The usual way of dealing with that is using either unowned
or weak
capture, wheres unowned
requires almost no boilerplate, using weak
usually requires this annoying dancing pattern:
obj.closure = { [weak self, weak other] some, arguments in
guard let strongSelf = self else { return }
/// ... code
}
I find this ugly, lets instead create strongify
function and turn all those calls into something like:
obj.closure = strongify(self, other) { instance, other, some, arguments in
/// ... code
}
strongify
function is very simple:
func strongify<Context: AnyObject, Arguments>(_ context: Context?, closure: @escaping (Context, Arguments) -> Void) -> (Arguments) -> Void {
return { [weak context] arguments in
guard let strongContext = context else { return }
closure(strongContext, arguments)
}
}
Its a function that:
- takes a single Context object that is a class, otherwise weak makes no sense
- takes a closure that accepts context and arguments
- returns an closure without the Context variable, that you can use in your original API (or 3rd party code)
This variant will work with single context value and arbitrary number of arguments, but Swift will wrap all your arguments into a tuple, so the call-site would look like this:
obj.closure = strongify(other) { instance, arguments in
let (some, arguments) = arguments
/// code
}
This is not ideal, we are trying to avoid unnecessary boilerplate. We can just generate more specific variants of this function that would allow us to have the original API example I showed.
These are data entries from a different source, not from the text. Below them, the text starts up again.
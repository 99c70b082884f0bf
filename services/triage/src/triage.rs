use crate::config::TriageConfig;
use crate::inference::InferenceResult;
use serde::Serialize;
use tracing::debug;

/// Outcome of triaging one inference result
#[derive(Debug, Clone, Copy, PartialEq, Eq, Serialize)]
#[serde(rename_all = "SCREAMING_SNAKE_CASE")]
pub enum Disposition {
    /// Keep the annotated detection and create a task
    Keep,
    /// Delete every artifact of the upload
    Discard,
}

impl Disposition {
    pub fn is_keep(self) -> bool {
        matches!(self, Disposition::Keep)
    }
}

/// Decision on what to do with an uploaded image
#[derive(Debug, Clone, PartialEq)]
pub struct TriageDecision {
    pub disposition: Disposition,
    pub confidence: f64,
    pub threshold: f64,
    /// Human-readable threshold comparison
    pub reason: String,
}

/// Keep when `confidence` strictly exceeds `threshold`, discard otherwise.
///
/// A confidence exactly at the threshold is discarded, as is NaN.
pub fn decide(confidence: f64, threshold: f64) -> TriageDecision {
    let disposition = if confidence > threshold {
        Disposition::Keep
    } else {
        Disposition::Discard
    };

    let reason = match disposition {
        Disposition::Keep => format!("confidence {:.2} > threshold {:.2}", confidence, threshold),
        Disposition::Discard => {
            format!("confidence {:.2} <= threshold {:.2}", confidence, threshold)
        }
    };

    TriageDecision {
        disposition,
        confidence,
        threshold,
        reason,
    }
}

/// Threshold policy applied to every inference result
#[derive(Debug, Clone)]
pub struct TriagePolicy {
    threshold: f64,
}

impl TriagePolicy {
    pub fn new(config: &TriageConfig) -> Self {
        Self {
            threshold: config.threshold,
        }
    }

    pub fn threshold(&self) -> f64 {
        self.threshold
    }

    /// Determine the disposition of an inference result
    pub fn evaluate(&self, result: &InferenceResult) -> TriageDecision {
        let decision = decide(result.confidence, self.threshold);
        debug!(
            disposition = ?decision.disposition,
            reason = %decision.reason,
            "Triage decision"
        );
        decision
    }
}

impl Default for TriagePolicy {
    fn default() -> Self {
        Self::new(&TriageConfig::default())
    }
}
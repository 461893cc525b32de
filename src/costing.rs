use crate::schema::{CostCatalogEntry, SaleLine};
use log::warn;
use std::collections::{BTreeMap, HashMap};

/// A sale line with its unit cost attached.
#[derive(Debug, Clone, PartialEq)]
pub struct CostedSaleLine {
    pub line: SaleLine,
    pub unit_cost: f64,
}

/// A product sold during the period but absent from the variable-cost
/// catalog. Diagnostic only; such products cost 0 in every calculation.
#[derive(Debug, Clone, PartialEq)]
pub struct UncostedProduct {
    pub product: String,
    pub quantity_sold: u64,
}

/// Left-outer join of sale lines against the variable-cost catalog.
///
/// Unmatched products default to a unit cost of 0 and are reported back as
/// warnings, never as an error.
pub fn join_costs(
    lines: Vec<SaleLine>,
    catalog: &[CostCatalogEntry],
) -> (Vec<CostedSaleLine>, Vec<UncostedProduct>) {
    let unit_costs: HashMap<&str, f64> = catalog
        .iter()
        .map(|e| (e.product.as_str(), e.unit_cost))
        .collect();

    let mut uncosted: BTreeMap<String, u64> = BTreeMap::new();
    let mut costed = Vec::with_capacity(lines.len());

    for line in lines {
        match unit_costs.get(line.product.as_str()) {
            Some(&unit_cost) => costed.push(CostedSaleLine { line, unit_cost }),
            None => {
                *uncosted.entry(line.product.clone()).or_insert(0) += u64::from(line.quantity);
                costed.push(CostedSaleLine { line, unit_cost: 0.0 });
            }
        }
    }

    let report: Vec<UncostedProduct> = uncosted
        .into_iter()
        .map(|(product, quantity_sold)| UncostedProduct { product, quantity_sold })
        .collect();

    if !report.is_empty() {
        warn!("{} product(s) have no cost catalog entry; using unit cost 0", report.len());
        for item in &report {
            warn!("  uncosted: {} (quantity sold: {})", item.product, item.quantity_sold);
        }
    }

    (costed, report)
}
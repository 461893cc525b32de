use crate::ingestion::SalesTable;
use crate::schema::{PaymentBreakdown, PaymentMethod, SaleLine, GRAND_TOTAL_CATEGORY};
use log::debug;

pub const COL_CATEGORY: &str = "Category";
pub const COL_PRODUCT: &str = "Product";
pub const COL_QUANTITY: &str = "Quantity";
pub const COL_GROSS_VALUE: &str = "GrossValue";
pub const COL_DISCOUNT: &str = "Discount";

/// Turns the raw string table into typed sale lines.
///
/// Rows with an empty product key and the report's grand-total rows are
/// dropped. Numeric columns coerce leniently: anything that does not parse
/// becomes 0, and a column missing from the export reads as 0 everywhere.
pub fn clean_sales(table: &SalesTable) -> Vec<SaleLine> {
    let category_idx = table.column(COL_CATEGORY);
    let product_idx = table.column(COL_PRODUCT);
    let quantity_idx = table.column(COL_QUANTITY);
    let gross_idx = table.column(COL_GROSS_VALUE);
    let discount_idx = table.column(COL_DISCOUNT);

    let mut lines = Vec::new();

    for row in &table.rows {
        let product = cell(row, product_idx).trim().to_string();
        if product.is_empty() {
            continue;
        }

        let category = cell(row, category_idx).trim().to_string();
        if category == GRAND_TOTAL_CATEGORY {
            continue;
        }

        let mut payments = PaymentBreakdown::default();
        for method in PaymentMethod::ALL {
            let idx = table.column(method.column_name());
            payments.set_amount(method, coerce_decimal(cell(row, idx)));
        }

        lines.push(SaleLine {
            category,
            product,
            quantity: coerce_quantity(cell(row, quantity_idx)),
            gross_value: coerce_decimal(cell(row, gross_idx)),
            payments,
            discount: coerce_decimal(cell(row, discount_idx)),
        });
    }

    debug!("Cleaned sales export: {} of {} rows retained", lines.len(), table.len());
    lines
}

fn cell<'a>(row: &'a [String], idx: Option<usize>) -> &'a str {
    idx.and_then(|i| row.get(i)).map(|s| s.as_str()).unwrap_or("")
}

fn coerce_decimal(raw: &str) -> f64 {
    let trimmed = raw.trim();
    if trimmed.is_empty() {
        return 0.0;
    }
    match trimmed.parse::<f64>() {
        Ok(value) if value.is_finite() => value,
        _ => 0.0,
    }
}

fn coerce_quantity(raw: &str) -> u32 {
    let value = coerce_decimal(raw);
    if value <= 0.0 {
        0
    } else {
        value as u32
    }
}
func strongify<Context: AnyObject, Context2: AnyObject, Argument1, Argument2>(_ context: Context?, _ context2: Context2?, closure: @escaping (Context, Context2, Argument1, Argument2) -> Void) -> (Argument1, Argument2) -> Void {
return { [weak context, weak context2] argument1, argument2 in
guard let strongContext = context, let strongContext2 = context2 else { return }
closure(strongContext, strongContext2, argument1, argument2)
}
}
Basically we generate a variant that takes N context arguments and N original function arguments and strongify
them. A little boilerplate to remove a lot of boilerplate from your call-sites.